HTML5 promises to get publishers closer to digital media’s Promised Land: create once, deliver everywhere. As deployments increase and the standard evolves, media companies are finding it. At last week’s MPA Digital: Technology conference in New York, media executives and vendors discussed HTML5’s potential and some of the early lessons they’re learning from their HTML5 projects. The consensus: HTML5 enables publishers to maximize resources as content distribution expands across an ever-expanding variety of tablets and smartphones. HTML5 also provides investment protection against future devices in a mobile market that is still forming.

Some publishers are already re-building their digital foundations around HTML5, having justified that responsive design and web apps are more cost-effective than native, device-specific apps. “Finding iOS programmers can be expensive,” said Don Peschke, CEO of August Home Publishing, which is transitioning its portfolio of woodworking, garden, cooking and home improvement websites to HTML5.
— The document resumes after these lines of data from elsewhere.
//! Pattern parsing (spec §4.D): named/binding/tuple/wildcard. Named
//! patterns allocate the `Variable` declaration they bind, owned by
//! `owner` — the enclosing pattern-binding decl (spec §3, §8 invariant).

use super::{parse_list, take_name, State};
use crate::ast::{pattern::PatternElement, Ast, DeclId, Pattern, PatternId, Ranged};
use crate::diagnostic::{Diagnostic, DiagnosticSink};
use crate::lex::TokenKind;

pub fn parse_pattern(
    state: &mut State,
    ast: &mut Ast,
    sink: &mut dyn DiagnosticSink,
    owner: DeclId,
) -> PatternId {
    match state.peek_kind() {
        Some(TokenKind::Val) | Some(TokenKind::Var) => parse_binding_pattern(state, ast, sink, owner),
        Some(TokenKind::Under) => {
            let tok = state.take().unwrap();
            ast.alloc_pattern(Pattern::Wildcard { range: tok.range })
        }
        Some(TokenKind::LParen) => parse_tuple_pattern(state, ast, sink, owner),
        Some(TokenKind::Name(_)) => {
            let (name, range) = take_name(state).unwrap();
            let var_decl = ast.alloc_variable_decl(name, owner, range);
            ast.alloc_pattern(Pattern::Named { var_decl, range })
        }
        _ => {
            let range = state.error_range();
            sink.report(Diagnostic::error("expected a pattern", range));
            state.has_error = true;
            ast.alloc_pattern(Pattern::Wildcard { range })
        }
    }
}

fn parse_binding_pattern(
    state: &mut State,
    ast: &mut Ast,
    sink: &mut dyn DiagnosticSink,
    owner: DeclId,
) -> PatternId {
    let kw = state.take().unwrap();
    let is_var = kw.kind == TokenKind::Var;
    let sub = parse_pattern(state, ast, sink, owner);

    let mut range = kw.range.join(&ast.pattern(sub).range());
    let sign = if state.take_kind(&TokenKind::Colon).is_some() {
        let sign = super::sign::parse_sign(state, ast, sink);
        range = range.join(&ast.sign(sign).range());
        Some(sign)
    } else {
        None
    };

    ast.alloc_pattern(Pattern::Binding {
        is_var,
        sub,
        sign,
        range,
    })
}

fn parse_tuple_pattern(
    state: &mut State,
    ast: &mut Ast,
    sink: &mut dyn DiagnosticSink,
    owner: DeclId,
) -> PatternId {
    let (elements, range) = parse_list(
        state,
        ast,
        sink,
        TokenKind::LParen,
        TokenKind::RParen,
        |state, ast, sink| {
            if state.peek().is_none() {
                return None;
            }
            let saved = state.save();
            if let Some((label, _)) = take_name(state) {
                if state.take_kind(&TokenKind::Colon).is_some() {
                    let pattern = parse_pattern(state, ast, sink, owner);
                    return Some(PatternElement {
                        label: Some(label),
                        pattern,
                    });
                }
                state.restore(saved);
            }
            let pattern = parse_pattern(state, ast, sink, owner);
            Some(PatternElement {
                label: None,
                pattern,
            })
        },
    );
    ast.alloc_pattern(Pattern::Tuple { elements, range })
}

#[cfg(test)]
mod tests {
    use super::*;
    use crate::ast::Decl;
    use crate::diagnostic::VecSink;
    use crate::lex::Lexer;
    use crate::source::SourceManager;

    fn parse(text: &str) -> (Ast, PatternId, VecSink) {
        let mut sm = SourceManager::new();
        let file = sm.load_synthesized("<test>", text);
        let mut ast = Ast::new();
        let root = ast.alloc_root_space();
        let owner = ast.alloc_decl(
            Decl::GenericParameter {
                name: "<owner placeholder>".into(),
                space: root,
                range: sm.eof_range(file),
            },
            root,
        );
        let eof = sm.eof_range(file);
        let lexer = Lexer::new(file, sm.text(file));
        let mut state = State::new(lexer, root, eof);
        let mut sink = VecSink::new();
        let id = parse_pattern(&mut state, &mut ast, &mut sink, owner);
        (ast, id, sink)
    }

    #[test]
    fn named_pattern_allocates_a_variable() {
        let (ast, id, sink) = parse("x");
        assert!(!sink.has_errors());
        match ast.pattern(id) {
            Pattern::Named { var_decl, .. } => {
                assert!(matches!(ast.decl(*var_decl), Decl::Variable { name, .. } if name == "x"));
            }
            other => panic!("expected named pattern, got {:?}", other),
        }
    }

    #[test]
    fn binding_pattern_with_type() {
        let (ast, id, sink) = parse("val x: Int");
        assert!(!sink.has_errors());
        match ast.pattern(id) {
            Pattern::Binding { is_var, sign, .. } => {
                assert!(!is_var);
                assert!(sign.is_some());
            }
            other => panic!("expected binding pattern, got {:?}", other),
        }
    }

    #[test]
    fn tuple_pattern_with_labels() {
        let (ast, id, sink) = parse("(a: x, y)");
        assert!(!sink.has_errors());
        match ast.pattern(id) {
            Pattern::Tuple { elements, .. } => {
                assert_eq!(elements.len(), 2);
                assert_eq!(elements[0].label.as_deref(), Some("a"));
                assert_eq!(elements[1].label, None);
            }
            other => panic!("expected tuple pattern, got {:?}", other),
        }
    }

    #[test]
    fn wildcard_pattern() {
        let (ast, id, sink) = parse("_");
        assert!(!sink.has_errors());
        assert!(matches!(ast.pattern(id), Pattern::Wildcard { .. }));
    }
}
Executives added several other reasons to begin making the transition to HTML5, including:

Less code. A common code base for web and mobile environments will reduce the amount of code that developers need to maintain, thereby decreasing the chances of errors that lead to broken links or other negative user experiences. IDG’s Consumer & SMB group, for example, is consolidating its PCWorld.com,Macworld.com and new TechHive.com websites around a common HTML5 code base – which Chief Technology Officer Aaron Jones estimates will be about 20% the size of the existing code base just for PCWorld.com.